I have a data frame called data. I want to create a function f(data, collist). This function takes data and a list of columns from data itself, and returns only those rows from data, for which the mentioned column names in collist are not NA. I know it can be done using for loop, but I want to do it without using for loop.

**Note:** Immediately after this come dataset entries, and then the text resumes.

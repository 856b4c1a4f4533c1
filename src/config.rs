use std::time::Duration;

use anyhow::{Context, Result};

/// Pipeline configuration, loaded from environment variables with defaults
#[derive(Debug, Clone)]
pub struct PipelineConfig {
    /// Base URL of the aggregator's quote/swap API
    pub aggregator_base_url: String,
    /// Solana RPC endpoint for broadcast and verification
    pub rpc_url: String,
    /// How long a quote stays usable before it must be re-fetched
    pub quote_staleness: Duration,
    /// Upper bound on waiting for a wallet signature
    pub signing_timeout: Duration,
    /// Upper bound on waiting for on-chain confirmation
    pub confirmation_timeout: Duration,
    pub confirmation_poll_interval: Duration,
    /// Total submission attempts at the broadcast stage
    pub broadcast_max_attempts: u32,
    /// Slippage tolerance for callers that build a `SwapRequest` without
    /// their own; the pipeline itself always uses the request's value
    pub default_slippage_bps: u16,
    pub http_timeout: Duration,
}

impl Default for PipelineConfig {
    fn default() -> Self {
        Self {
            aggregator_base_url: "https://quote-api.jup.ag/v6".to_string(),
            rpc_url: "https://api.mainnet-beta.solana.com".to_string(),
            quote_staleness: Duration::from_secs(30),
            signing_timeout: Duration::from_secs(120),
            confirmation_timeout: Duration::from_millis(60_000),
            confirmation_poll_interval: Duration::from_millis(400),
            broadcast_max_attempts: 3,
            default_slippage_bps: 50,
            http_timeout: Duration::from_secs(30),
        }
    }
}

impl PipelineConfig {
    /// Load configuration from environment variables
    pub fn load() -> Result<Self> {
        // Load environment variables from .env file
        dotenvy::dotenv().ok();

        let defaults = Self::default();
        Ok(Self {
            aggregator_base_url: get_env_or_default(
                "AGGREGATOR_BASE_URL",
                &defaults.aggregator_base_url,
            ),
            rpc_url: get_env_or_default("RPC_URL", &defaults.rpc_url),
            quote_staleness: Duration::from_secs(get_u64_env("QUOTE_STALENESS_SECONDS", 30)?),
            signing_timeout: Duration::from_secs(get_u64_env("SIGNING_TIMEOUT_SECONDS", 120)?),
            confirmation_timeout: Duration::from_millis(get_u64_env(
                "CONFIRMATION_TIMEOUT_MS",
                60_000,
            )?),
            confirmation_poll_interval: Duration::from_millis(get_u64_env(
                "CONFIRMATION_POLL_INTERVAL_MS",
                400,
            )?),
            broadcast_max_attempts: get_u32_env("BROADCAST_MAX_ATTEMPTS", 3)?,
            default_slippage_bps: u16::try_from(get_u32_env("DEFAULT_SLIPPAGE_BPS", 50)?)
                .context("DEFAULT_SLIPPAGE_BPS exceeds u16 range")?,
            http_timeout: Duration::from_secs(get_u64_env("HTTP_TIMEOUT_SECONDS", 30)?),
        })
    }
}

// ============================================================================
// Helper Functions for Environment Variable Parsing
// ============================================================================

/// Get environment variable or return default value
fn get_env_or_default(key: &str, default: &str) -> String {
    std::env::var(key).unwrap_or_else(|_| default.to_string())
}

/// Get u32 environment variable with default
fn get_u32_env(key: &str, default: u32) -> Result<u32> {
    std::env::var(key)
        .unwrap_or_else(|_| default.to_string())
        .parse()
        .context(format!("Failed to parse {} as u32", key))
}

/// Get u64 environment variable with default
fn get_u64_env(key: &str, default: u64) -> Result<u64> {
    std::env::var(key)
        .unwrap_or_else(|_| default.to_string())
        .parse()
        .context(format!("Failed to parse {} as u64", key))
}
use solana_sdk::pubkey::Pubkey;

/// Wrapped SOL token mint address (9 decimals).
/// Swaps into native SOL report their output against this mint even when
/// the aggregator unwraps to lamports.
pub const WSOL_MINT: Pubkey = solana_sdk::pubkey!("So11111111111111111111111111111111111111112");
//! Debug bundle writer for inspecting the controller state and the published series.

use std::fs::{File, create_dir_all};
use std::io::Write;
use std::path::{Path, PathBuf};

use chrono::Local;
use tracing::info;

use crate::app::controller::DisplayController;
use crate::domain::ParamName;
use crate::error::AppError;

/// Write a markdown bundle under `<root>/debug/` and return its path.
pub fn write_debug_bundle(root: &Path, controller: &DisplayController) -> Result<PathBuf, AppError> {
    let dir = root.join("debug");
    create_dir_all(&dir).map_err(|e| AppError::io(format!("Failed to create debug dir: {e}")))?;

    let ts = Local::now().format("%Y%m%d_%H%M%S");
    let path = dir.join(format!("logistic_debug_{ts}.md"));

    let body = render_debug_bundle(controller);
    let mut file = File::create(&path)
        .map_err(|e| AppError::io(format!("Failed to create debug file: {e}")))?;
    file.write_all(body.as_bytes())
        .map_err(|e| AppError::io(format!("Failed to write debug file: {e}")))?;

    info!(path = %path.display(), "wrote debug bundle");
    Ok(path)
}

/// Markdown body of the debug bundle.
pub fn render_debug_bundle(controller: &DisplayController) -> String {
    let params = controller.params();
    let series = controller.series();
    let domain = controller.domain();

    let mut out = String::new();
    out.push_str("# logistic debug bundle\n");
    out.push_str(&format!("- generated: {}\n", Local::now().to_rfc3339()));
    out.push_str(&format!(
        "- domain: [{:.3}, {:.3}] n={}\n",
        domain.min(),
        domain.max(),
        domain.len()
    ));
    out.push_str(&format!("- recomputes: {}\n", controller.recompute_count()));
    let validation = match params.validate() {
        Ok(()) => "ok".to_string(),
        Err(err) => err.to_string(),
    };
    out.push_str(&format!("- validation: {validation}\n"));
    out.push_str(&format!("- series current: {}\n", controller.is_current()));

    out.push_str("\n## Parameters\n");
    out.push_str("| name | value | series value | min | max | step |\n");
    out.push_str("| - | - | - | - | - | - |\n");
    for name in ParamName::ALL {
        let spec = name.spec();
        out.push_str(&format!(
            "| {} | {} | {} | {} | {} | {} |\n",
            name,
            params.get(name),
            series.params.get(name),
            spec.min,
            spec.max,
            spec.step
        ));
    }

    out.push_str("\n## Series\n");
    out.push_str("| i | x | y |\n");
    out.push_str("| - | - | - |\n");
    for (i, (x, y)) in series.points().enumerate() {
        out.push_str(&format!("| {i} | {x:.6} | {y:.9} |\n"));
    }

    out
}

#[cfg(test)]
mod tests {
    use super::*;
    use crate::domain::{Params, SampleDomain, ValueChanged};

    #[test]
    fn bundle_reports_rejected_parameters() {
        let domain = SampleDomain::new(-1.0, 1.0, 3).unwrap();
        let mut controller = DisplayController::new(domain, Params::default()).unwrap();
        let _ = controller.on_change(ValueChanged { name: ParamName::V, old: 1.0, new: 0.0 });

        let body = render_debug_bundle(&controller);
        assert!(body.contains("- validation: Parameter 'v' must be positive: [v=0]"));
        assert!(body.contains("- series current: false"));
        assert!(body.contains("| 2 | 1.000000 |"));
        assert!(body.contains("| v | 0 | 1 | 0.01 | 5 | 0.1 |\n"));
        assert!(body.contains("\n## Series\n| i | x | y |\n"));
    }

    #[test]
    fn bundle_is_written_under_debug_dir() {
        let dir = tempfile::tempdir().unwrap();
        let controller = DisplayController::new(SampleDomain::default(), Params::default()).unwrap();
        let path = write_debug_bundle(dir.path(), &controller).unwrap();
        assert!(path.starts_with(dir.path().join("debug")));
        assert!(std::fs::read_to_string(path).unwrap().starts_with("# logistic debug bundle"));
    }
}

Also, please let me know if it is generally more efficient in R to avoid loops.
Here is an example:
A B C D
1 2 NA NA
2 NA NA NA
NA 3 7 5
NA 4 2 NA
5 6 NA NA
If collist contains B and C, then a reduced data frame with row number 1,3,4 would be returned. The reason being either B or C or both has NA in rows 2 and 5. I want a function, because I will be using this operation quite a number of times. Through this question, I will learn some new R tricks, as well as, make my whole program more elegant. Thanks.
To select rows of an R data frame that are non-Na, we can use complete. cases function with single square brackets. For example, if we have a data frame called that contains some missing values (NA) then the selection of rows that are non-NA can be done by using the command df[complete. cases(df),].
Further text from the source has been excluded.